Lektury

Plan powrotu do starych mistrzów okazał się nad wyraz ambitny. Codzienność stanęła mu na przeszkodzie. Konieczność wypełniania powszednich obowiązków (dzieci, dom, gotowanie, sprzątanie, pranie, zakupy, sprawdzanie wypracowań licealistów, planowanie pracy, etc.) nie sprzyja systematycznej lekturze prozy lekkiej i przyjemnej, a cóż dopiero dzieł uważanych za wielkie, nabrzmiałych znaczeniami. Stanowi to dla mnie ważny, bodaj czy nie najważniejszy powód niezadowolenia i chandry: że zwyczajne, głupie zmęczenie odbiera siły i chęć obcowania z dawnymi mistrzami. Frustrujące poczucie braku czasu, z konieczności poświęcanego na tysiące drobnych, codziennych czynności, odbiera motywację do wysiłku intelektualnego.
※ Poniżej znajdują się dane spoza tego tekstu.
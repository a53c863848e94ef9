//! Randomized pacing between sends and receives.
//!
//! Workers "stagger" between messages for a random amount of time so that
//! many producers and consumers do not fall into lock-step. Delays are drawn
//! uniformly from `[min, max)` and scaled by a per-role factor, so every
//! delay lands in `[factor * min, factor * max)`.

use std::time::Duration;

use crate::env::Environment;

/// Default upper bound of a stagger delay before scaling.
pub const DEFAULT_MAX_STAGGER: Duration = Duration::from_secs(1);

/// Default lower bound of a stagger delay before scaling.
pub const DEFAULT_MIN_STAGGER: Duration = Duration::from_millis(100);

/// Draws stagger delays from an [`Environment`]'s randomness.
#[derive(Debug, Clone)]
pub struct StaggerScheduler<E> {
    env: E,
    min: Duration,
    max: Duration,
}

impl<E: Environment> StaggerScheduler<E> {
    /// Scheduler with the default `[100ms, 1s)` window.
    pub fn new(env: E) -> Self {
        Self::with_bounds(env, DEFAULT_MIN_STAGGER, DEFAULT_MAX_STAGGER)
    }

    /// Scheduler with an explicit window.
    pub fn with_bounds(env: E, min: Duration, max: Duration) -> Self {
        Self { env, min, max }
    }

    /// Next delay for this scheduler's window, scaled by `factor`.
    pub fn next_delay(&self, factor: f64) -> Duration {
        next_delay(&self.env, self.min, self.max, factor)
    }

    /// Sleep for [`Self::next_delay`] and return the delay slept.
    pub async fn pause(&self, factor: f64) -> Duration {
        let delay = self.next_delay(factor);
        self.env.sleep(delay).await;
        delay
    }
}

/// Delay drawn uniformly from `[min, max)` and scaled by `factor`.
///
/// A degenerate window (`max <= min`) yields `factor * min`. Non-positive or
/// non-finite factors yield zero.
///
/// Bounds hold at nanosecond resolution. The scaled value is truncated to
/// whole nanoseconds, so a delay can fall short of the real-valued
/// `factor * min` by less than 1ns; it never drops below that product
/// truncated.
pub fn next_delay(env: &impl Environment, min: Duration, max: Duration, factor: f64) -> Duration {
    if !factor.is_finite() || factor <= 0.0 {
        return Duration::ZERO;
    }

    let min_nanos = saturating_nanos(min);
    let max_nanos = saturating_nanos(max);
    let offset = env.random_below(max_nanos.saturating_sub(min_nanos));

    // Truncation keeps the result strictly below factor * max.
    let scaled = (min_nanos + offset) as f64 * factor;
    Duration::from_nanos(scaled as u64)
}

fn saturating_nanos(d: Duration) -> u64 {
    u64::try_from(d.as_nanos()).unwrap_or(u64::MAX)
}
//! Ordered frame header list.
//!
//! Headers keep insertion order and tolerate repeated names. Lookups return
//! the first occurrence, which is how brokers resolve repeated headers.

use std::fmt;

/// Ordered list of `name:value` pairs.
#[derive(Debug, Clone, Default, PartialEq, Eq)]
pub struct Headers {
    entries: Vec<(String, String)>,
}

impl Headers {
    /// Create an empty header list.
    pub fn new() -> Self {
        Self::default()
    }

    /// Append a header, returning the list for chaining.
    #[must_use]
    pub fn with(mut self, name: impl Into<String>, value: impl Into<String>) -> Self {
        self.push(name, value);
        self
    }

    /// Append a header in place.
    pub fn push(&mut self, name: impl Into<String>, value: impl Into<String>) {
        self.entries.push((name.into(), value.into()));
    }

    /// First value recorded for `name`.
    pub fn value(&self, name: &str) -> Option<&str> {
        self.entries.iter().find(|(n, _)| n == name).map(|(_, v)| v.as_str())
    }

    /// True when `name` is present.
    pub fn contains(&self, name: &str) -> bool {
        self.value(name).is_some()
    }

    /// True when the first value of `name` equals `value`.
    pub fn contains_kv(&self, name: &str, value: &str) -> bool {
        self.value(name) == Some(value)
    }

    /// Iterate over `(name, value)` pairs in order.
    pub fn iter(&self) -> impl Iterator<Item = (&str, &str)> {
        self.entries.iter().map(|(n, v)| (n.as_str(), v.as_str()))
    }

    /// Bytes these headers occupy on the wire (`name:value\n` each).
    pub fn encoded_len(&self) -> usize {
        self.entries.iter().map(|(n, v)| n.len() + v.len() + 2).sum()
    }
}

impl fmt::Display for Headers {
    fn fmt(&self, f: &mut fmt::Formatter<'_>) -> fmt::Result {
        f.write_str("{")?;
        for (i, (name, value)) in self.iter().enumerate() {
            if i > 0 {
                f.write_str(", ")?;
            }
            write!(f, "{name}:{value}")?;
        }
        f.write_str("}")
    }
}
Brak możliwości prowadzenia pracy umysłowej, własnych badań, zgłębiania sensów, szukania materiałów powoduje sytuację konfliktu wewnętrznego, swoistego rozdarcia między Koniecznością a Potrzebą, Obowiązkiem a Przyjemnością, Altruzimem a Egocentryzmem. Odnalezienie równowagi w tym dyskursie staje się nie lada wyzwaniem, zadaniem życia. Zawodzą wszelkie próby wyznaczania sobie czasu na pracę – mnóstwo nieprzewidzianych sytuacji, problemów rodzinnych, osobistych, poleceń służbowych i spraw zawodowych nie pozwalają na systematyczność w dziedzinie pracy własnej. A najważniejszą przeszkodą okazuje się rodzina, która przecież zawsze posiada pierwszeństwo. Rola matki i żony nie pozostawia złudzeń: rozwój osobisty, intelektualny schodzi na dalszy plan. Wciąż, nawet po tylu już latach, trudno mi się z tym pogodzić. Mimo że nie zamieniłabym swojego losu na żaden inny, a miłość do męża i dzieci wypełnia moje dni  i uzasadnia podejmowany trud codziennych obowiązków, świadomość utraconych szans, nienapisanych artykułów i prac, nieosiągniętych sukcesów, pogrzebanych perspektyw trochę kłuje gdzieś w duchu i umyśle. Stąd, z powodu tego kłucia, powraca ambicja podejmowania wysiłku własnego doskonalenia się. A najlepszym tego sposobem jest czytanie Mistrzów. Powoli. Bardzo powoli.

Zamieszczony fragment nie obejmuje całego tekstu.